START Extracted records
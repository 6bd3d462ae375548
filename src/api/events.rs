use axum::{
    Router,
    extract::State,
    response::sse::{Event, KeepAlive, Sse},
    routing::get,
};
use futures::stream::{self, Stream};
use std::{convert::Infallible, sync::Arc, time::Duration};
use tokio::sync::broadcast;
use tracing::warn;

use crate::api::AppState;

pub fn router() -> Router<Arc<AppState>> {
    Router::new().route("/events", get(sse_handler))
}

async fn sse_handler(
    State(state): State<Arc<AppState>>,
) -> Sse<impl Stream<Item = Result<Event, Infallible>>> {
    let rx = state.event_bus().subscribe();

    let stream = stream::unfold(rx, |mut rx| async move {
        match rx.recv().await {
            Ok(event) => {
                let json = serde_json::to_string(&event).unwrap_or_default();
                Some((Ok(Event::default().data(json)), rx))
            }
            Err(broadcast::error::RecvError::Lagged(count)) => {
                warn!("Client lagged by {} messages", count);

                Some((
                    Ok(Event::default().event("warning").data("Missed some events")),
                    rx,
                ))
            }
            Err(broadcast::error::RecvError::Closed) => None,
        }
    });

    Sse::new(stream).keep_alive(KeepAlive::new().interval(Duration::from_secs(15)))
}
//! Domain service for the performance review lifecycle.

use thiserror::Error;
use tracing::info;

use crate::constants::reviews::{MAX_RATING, MIN_RATING};
use crate::db::{ReviewDraft, Store};
use crate::domain::ReviewStatus;
use crate::domain::events::NotificationEvent;
use crate::entities::performance_reviews;
use crate::services::Notifier;

/// Errors specific to review operations.
#[derive(Debug, Error)]
pub enum ReviewError {
    #[error("Review not found")]
    NotFound,

    #[error("Validation failed: {0}")]
    Validation(String),

    #[error("Conflict: {0}")]
    Conflict(String),

    #[error("Forbidden: {0}")]
    Forbidden(String),

    #[error("Internal error: {0}")]
    Internal(String),
}

impl From<anyhow::Error> for ReviewError {
    fn from(err: anyhow::Error) -> Self {
        Self::Internal(err.to_string())
    }
}

#[derive(Clone)]
pub struct ReviewService {
    store: Store,
    notifier: Notifier,
}

impl ReviewService {
    #[must_use]
    pub const fn new(store: Store, notifier: Notifier) -> Self {
        Self { store, notifier }
    }

    pub async fn create_draft(
        &self,
        draft: ReviewDraft,
    ) -> Result<performance_reviews::Model, ReviewError> {
        self.validate_draft(&draft).await?;

        let review = self.store.create_review(draft).await?;

        info!(review_id = review.id, employee_id = review.employee_id, "Review draft created");

        Ok(review)
    }

    pub async fn update_draft(
        &self,
        id: i32,
        draft: ReviewDraft,
    ) -> Result<performance_reviews::Model, ReviewError> {
        let existing = self.store.get_review(id).await?.ok_or(ReviewError::NotFound)?;

        if existing.status != ReviewStatus::Draft.as_str() {
            return Err(ReviewError::Conflict(
                "Only draft reviews can be edited".to_string(),
            ));
        }

        self.validate_draft(&draft).await?;

        self.store
            .update_review_draft(id, draft)
            .await?
            .ok_or(ReviewError::NotFound)
    }

    /// Locks a draft and notifies the employee.
    pub async fn submit(&self, id: i32) -> Result<performance_reviews::Model, ReviewError> {
        let review = self.store.get_review(id).await?.ok_or(ReviewError::NotFound)?;

        if review.status != ReviewStatus::Draft.as_str() {
            return Err(ReviewError::Conflict(
                "Only draft reviews can be submitted".to_string(),
            ));
        }

        if review.rating.is_none() {
            return Err(ReviewError::Validation(
                "A rating is required before submitting".to_string(),
            ));
        }

        let review = self
            .store
            .mark_review_submitted(id)
            .await?
            .ok_or(ReviewError::NotFound)?;

        info!(review_id = id, employee_id = review.employee_id, "Review submitted");

        self.notifier
            .notify_user(
                review.employee_id,
                "review_submitted",
                &format!("Your {} performance review is ready to read", review.period),
                Some("performance_review"),
                Some(review.id),
            )
            .await?;

        self.notifier.broadcast(NotificationEvent::ReviewSubmitted {
            review_id: review.id,
            employee_id: review.employee_id,
            period: review.period.clone(),
        });

        Ok(review)
    }

    /// The reviewed employee confirms they have read a submitted review.
    pub async fn acknowledge(
        &self,
        id: i32,
        caller_id: i32,
    ) -> Result<performance_reviews::Model, ReviewError> {
        let review = self.store.get_review(id).await?.ok_or(ReviewError::NotFound)?;

        if review.employee_id != caller_id {
            return Err(ReviewError::Forbidden(
                "Only the reviewed employee can acknowledge".to_string(),
            ));
        }

        if review.status != ReviewStatus::Submitted.as_str() {
            return Err(ReviewError::Conflict(
                "Only submitted reviews can be acknowledged".to_string(),
            ));
        }

        let review = self
            .store
            .mark_review_acknowledged(id)
            .await?
            .ok_or(ReviewError::NotFound)?;

        info!(review_id = id, employee_id = review.employee_id, "Review acknowledged");

        self.notifier
            .notify_user(
                review.reviewer_id,
                "review_acknowledged",
                &format!("The {} review you wrote was acknowledged", review.period),
                Some("performance_review"),
                Some(review.id),
            )
            .await?;

        self.notifier.broadcast(NotificationEvent::ReviewAcknowledged {
            review_id: review.id,
            employee_id: review.employee_id,
        });

        Ok(review)
    }

    async fn validate_draft(&self, draft: &ReviewDraft) -> Result<(), ReviewError> {
        if draft.period.trim().is_empty() {
            return Err(ReviewError::Validation("Period is required".to_string()));
        }

        if let Some(rating) = draft.rating
            && !(MIN_RATING..=MAX_RATING).contains(&rating)
        {
            return Err(ReviewError::Validation(format!(
                "Rating must be between {MIN_RATING} and {MAX_RATING}"
            )));
        }

        let employee = self.store.get_user_by_id(draft.employee_id).await?;
        if !employee.is_some_and(|u| u.active) {
            return Err(ReviewError::Validation(
                "Employee not found or inactive".to_string(),
            ));
        }

        Ok(())
    }
}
END Extracted records
◆ Task statement
Copy each line above that has the word "Forbidden".

◆ Result of this exercise
    #[error("Forbidden: {0}")]
    Forbidden(String),
            return Err(ReviewError::Forbidden(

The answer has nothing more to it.